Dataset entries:
// SPDX-License-Identifier: MIT

//! Typed settings with three-layer precedence (§4.B): persisted value ≻
//! environment variable ≻ compiled default. `get` is O(1) and lock-free
//! after init (readers clone an `Arc` snapshot under a read lock that is
//! never held across I/O); `set` validates, persists, swaps the snapshot,
//! and fires `SETTINGS_CHANGED`.

pub mod env;

use std::str::FromStr;
use std::sync::Arc;

use async_trait::async_trait;
use clap::Parser;
use serde::{Deserialize, Serialize};
use std::sync::RwLock;

use crate::constants::{
    DEFAULT_CLEANUP_GRACE_PERIOD_SECS, DEFAULT_IP_REFRESH_INTERVAL_SECS, DEFAULT_LABEL_PREFIX,
    DEFAULT_POLL_INTERVAL_SECS, DEFAULT_TTL_SECS,
};
use crate::errors::{ConfigError, CoreResult};
use crate::event_bus::{Event, EventBus, SettingsChangedEvent};

/// Routing-mode policy consulted by the multi-provider router (§4.F).
#[derive(Debug, Clone, Copy, PartialEq, Eq, Serialize, Deserialize)]
#[serde(rename_all = "kebab-case")]
pub enum RoutingMode {
    DefaultOnly,
    Auto,
    AutoWithFallback,
}

impl FromStr for RoutingMode {
    type Err = ConfigError;

    fn from_str(s: &str) -> Result<Self, Self::Err> {
        match s {
            "default-only" => Ok(RoutingMode::DefaultOnly),
            "auto" => Ok(RoutingMode::Auto),
            "auto-with-fallback" => Ok(RoutingMode::AutoWithFallback),
            other => Err(ConfigError::InvalidValue {
                key: "DNS_ROUTING_MODE".to_string(),
                value: other.to_string(),
            }),
        }
    }
}

/// A snapshot of every setting the core honors.
#[derive(Debug, Clone, Serialize, Deserialize)]
pub struct Settings {
    pub operation_mode: String,
    pub log_level: String,
    pub log_format: String,
    pub poll_interval_secs: u64,
    pub ip_refresh_interval_secs: u64,
    pub dns_default_type: String,
    pub dns_default_ttl: u32,
    pub dns_default_proxied: bool,
    pub dns_default_manage: bool,
    pub dns_routing_mode: RoutingMode,
    pub dns_multi_provider_same_zone: bool,
    pub cleanup_orphaned: bool,
    pub cleanup_grace_period_secs: u64,
    pub dns_label_prefix: String,
    pub public_ip: Option<String>,
    pub public_ipv6: Option<String>,
    pub config_dir: String,
    pub proxy_api_url: String,
    pub container_api_url: String,
    pub proxy_basic_auth_user: Option<String>,
    pub proxy_basic_auth_pass: Option<String>,
}

impl Default for Settings {
    fn default() -> Self {
        Self {
            operation_mode: "traefik".to_string(),
            log_level: "info".to_string(),
            log_format: "compact".to_string(),
            poll_interval_secs: DEFAULT_POLL_INTERVAL_SECS,
            ip_refresh_interval_secs: DEFAULT_IP_REFRESH_INTERVAL_SECS,
            dns_default_type: "A".to_string(),
            dns_default_ttl: DEFAULT_TTL_SECS,
            dns_default_proxied: false,
            dns_default_manage: true,
            dns_routing_mode: RoutingMode::Auto,
            dns_multi_provider_same_zone: false,
            cleanup_orphaned: true,
            cleanup_grace_period_secs: DEFAULT_CLEANUP_GRACE_PERIOD_SECS,
            dns_label_prefix: DEFAULT_LABEL_PREFIX.to_string(),
            public_ip: None,
            public_ipv6: None,
            config_dir: "/etc/trafegodns".to_string(),
            proxy_api_url: "http://localhost:8080".to_string(),
            container_api_url: "http://localhost:2375".to_string(),
            proxy_basic_auth_user: None,
            proxy_basic_auth_pass: None,
        }
    }
}

impl Settings {
    /// Applies the environment-variable overlay layer on top of compiled
    /// defaults.
    pub fn with_env_overlay(mut self) -> Self {
        self.operation_mode = env::operation_mode(&self.operation_mode);
        self.log_level = env::log_level(&self.log_level);
        self.poll_interval_secs = env::poll_interval_secs(self.poll_interval_secs);
        self.ip_refresh_interval_secs = env::ip_refresh_interval_secs(self.ip_refresh_interval_secs);
        self.dns_default_type = env::dns_default_type(&self.dns_default_type);
        self.dns_default_ttl = env::dns_default_ttl(self.dns_default_ttl);
        self.dns_default_proxied = env::dns_default_proxied(self.dns_default_proxied);
        self.dns_default_manage = env::dns_default_manage(self.dns_default_manage);
        if let Ok(mode) = env::dns_routing_mode(&format!("{:?}", self.dns_routing_mode)).parse() {
            self.dns_routing_mode = mode;
        }
        self.dns_multi_provider_same_zone =
            env::dns_multi_provider_same_zone(self.dns_multi_provider_same_zone);
        self.cleanup_orphaned = env::cleanup_orphaned(self.cleanup_orphaned);
        self.cleanup_grace_period_secs =
            env::cleanup_grace_period_secs(self.cleanup_grace_period_secs);
        self.dns_label_prefix = env::dns_label_prefix(&self.dns_label_prefix);
        self.public_ip = env::public_ip().or(self.public_ip);
        self.public_ipv6 = env::public_ipv6().or(self.public_ipv6);
        self.config_dir = env::config_dir(&self.config_dir);
        self.proxy_api_url = env::proxy_api_url(&self.proxy_api_url);
        self.container_api_url = env::container_api_url(&self.container_api_url);
        self.proxy_basic_auth_user = env::proxy_basic_auth_user().or(self.proxy_basic_auth_user);
        self.proxy_basic_auth_pass = env::proxy_basic_auth_pass().or(self.proxy_basic_auth_pass);
        self
    }

    /// Applies CLI overrides on top of the env/default-seeded settings,
    /// mirroring the precedence CLI flags take over their matching
    /// environment variables in the main binary's argument parser.
    pub fn with_cli_overlay(mut self, cli: &Cli) -> Self {
        if let Some(dir) = &cli.config_dir {
            self.config_dir = dir.clone();
        }
        if let Some(level) = &cli.log_level {
            self.log_level = level.clone();
        }
        if let Some(format) = &cli.log_format {
            self.log_format = format.clone();
        }
        self
    }
}

/// CLI overrides accepted by the `trafegodns` binary (out-of-band from the
/// environment-variable overlay, for operators who prefer flags).
#[derive(Debug, Parser)]
#[command(name = "trafegodns", about = "DNS reconciliation core")]
pub struct Cli {
    #[arg(long, env = "CONFIG_DIR")]
    pub config_dir: Option<String>,

    #[arg(long, env = "LOG_LEVEL")]
    pub log_level: Option<String>,

    #[arg(long, env = "RUST_LOG_FORMAT")]
    pub log_format: Option<String>,
}

/// Identifies one runtime-mutable key honored without a restart (§4.B).
#[derive(Debug, Clone, Copy, PartialEq, Eq)]
pub enum RuntimeKey {
    LogLevel,
    CleanupOrphaned,
    CleanupGracePeriodSecs,
    DnsRoutingMode,
    DnsDefaultTtl,
    DnsDefaultProxied,
}

impl RuntimeKey {
    pub fn name(&self) -> &'static str {
        match self {
            RuntimeKey::LogLevel => "LOG_LEVEL",
            RuntimeKey::CleanupOrphaned => "CLEANUP_ORPHANED",
            RuntimeKey::CleanupGracePeriodSecs => "CLEANUP_GRACE_PERIOD",
            RuntimeKey::DnsRoutingMode => "DNS_ROUTING_MODE",
            RuntimeKey::DnsDefaultTtl => "DNS_DEFAULT_TTL",
            RuntimeKey::DnsDefaultProxied => "DNS_DEFAULT_PROXIED",
        }
    }

    /// Restart-required keys are persisted but not applied live; every
    /// `RuntimeKey` is, by construction, one the core honors live.
    pub fn restart_required(&self) -> bool {
        false
    }
}

/// Persists a single setting value durably. Implemented by the repository
/// so the config store does not depend on a concrete storage engine.
#[async_trait]
pub trait SettingsPersister: Send + Sync {
    async fn persist(&self, key: &str, value: &str) -> CoreResult<()>;
}

/// A persister that only updates the in-memory snapshot, used when no
/// durable store is wired (tests, or `CONFIG_DIR`-less ephemeral runs).
pub struct NoopPersister;

#[async_trait]
impl SettingsPersister for NoopPersister {
    async fn persist(&self, _key: &str, _value: &str) -> CoreResult<()> {
        Ok(())
    }
}

/// The settings store: lock-free reads, single-writer `set`.
pub struct SettingsStore {
    snapshot: RwLock<Arc<Settings>>,
    persister: Arc<dyn SettingsPersister>,
    events: EventBus,
}

impl SettingsStore {
    pub fn new(initial: Settings, persister: Arc<dyn SettingsPersister>, events: EventBus) -> Self {
        Self {
            snapshot: RwLock::new(Arc::new(initial)),
            persister,
            events,
        }
    }

    /// O(1), lock-free after init: readers only ever clone an `Arc`.
    pub fn get(&self) -> Arc<Settings> {
        self.snapshot.read().expect("settings lock poisoned").clone()
    }

    pub async fn set_log_level(&self, value: String) -> CoreResult<()> {
        self.persister.persist(RuntimeKey::LogLevel.name(), &value).await?;
        self.mutate(|s| s.log_level = value.clone());
        self.notify(RuntimeKey::LogLevel, value);
        Ok(())
    }

    pub async fn set_cleanup_orphaned(&self, value: bool) -> CoreResult<()> {
        self.persister
            .persist(RuntimeKey::CleanupOrphaned.name(), &value.to_string())
            .await?;
        self.mutate(|s| s.cleanup_orphaned = value);
        self.notify(RuntimeKey::CleanupOrphaned, value.to_string());
        Ok(())
    }

    pub async fn set_cleanup_grace_period_secs(&self, value: u64) -> CoreResult<()> {
        self.persister
            .persist(RuntimeKey::CleanupGracePeriodSecs.name(), &value.to_string())
            .await?;
        self.mutate(|s| s.cleanup_grace_period_secs = value);
        self.notify(RuntimeKey::CleanupGracePeriodSecs, value.to_string());
        Ok(())
    }

    pub async fn set_dns_routing_mode(&self, value: RoutingMode) -> CoreResult<()> {
        let serialized = serde_json::to_string(&value).unwrap_or_default();
        self.persister
            .persist(RuntimeKey::DnsRoutingMode.name(), &serialized)
            .await?;
        self.mutate(|s| s.dns_routing_mode = value);
        self.notify(RuntimeKey::DnsRoutingMode, serialized);
        Ok(())
    }

    pub async fn set_dns_default_ttl(&self, value: u32) -> CoreResult<()> {
        if value != 1 && value < 60 {
            return Err(ConfigError::InvalidValue {
                key: RuntimeKey::DnsDefaultTtl.name().to_string(),
                value: value.to_string(),
            }
            .into());
        }
        self.persister
            .persist(RuntimeKey::DnsDefaultTtl.name(), &value.to_string())
            .await?;
        self.mutate(|s| s.dns_default_ttl = value);
        self.notify(RuntimeKey::DnsDefaultTtl, value.to_string());
        Ok(())
    }

    pub async fn set_dns_default_proxied(&self, value: bool) -> CoreResult<()> {
        self.persister
            .persist(RuntimeKey::DnsDefaultProxied.name(), &value.to_string())
            .await?;
        self.mutate(|s| s.dns_default_proxied = value);
        self.notify(RuntimeKey::DnsDefaultProxied, value.to_string());
        Ok(())
    }

    fn mutate(&self, f: impl FnOnce(&mut Settings)) {
        let mut guard = self.snapshot.write().expect("settings lock poisoned");
        let mut next = (**guard).clone();
        f(&mut next);
        *guard = Arc::new(next);
    }

    fn notify(&self, key: RuntimeKey, value: String) {
        self.events.publish(Event::SettingsChanged(SettingsChangedEvent {
            key: key.name().to_string(),
            value,
            restart_required: key.restart_required(),
        }));
    }
}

* **What the task requires**
Whenever the string "poisoned" shows up in a line of the records, copy that line.

* **Exercise output**
        self.snapshot.read().expect("settings lock poisoned").clone()
        let mut guard = self.snapshot.write().expect("settings lock poisoned");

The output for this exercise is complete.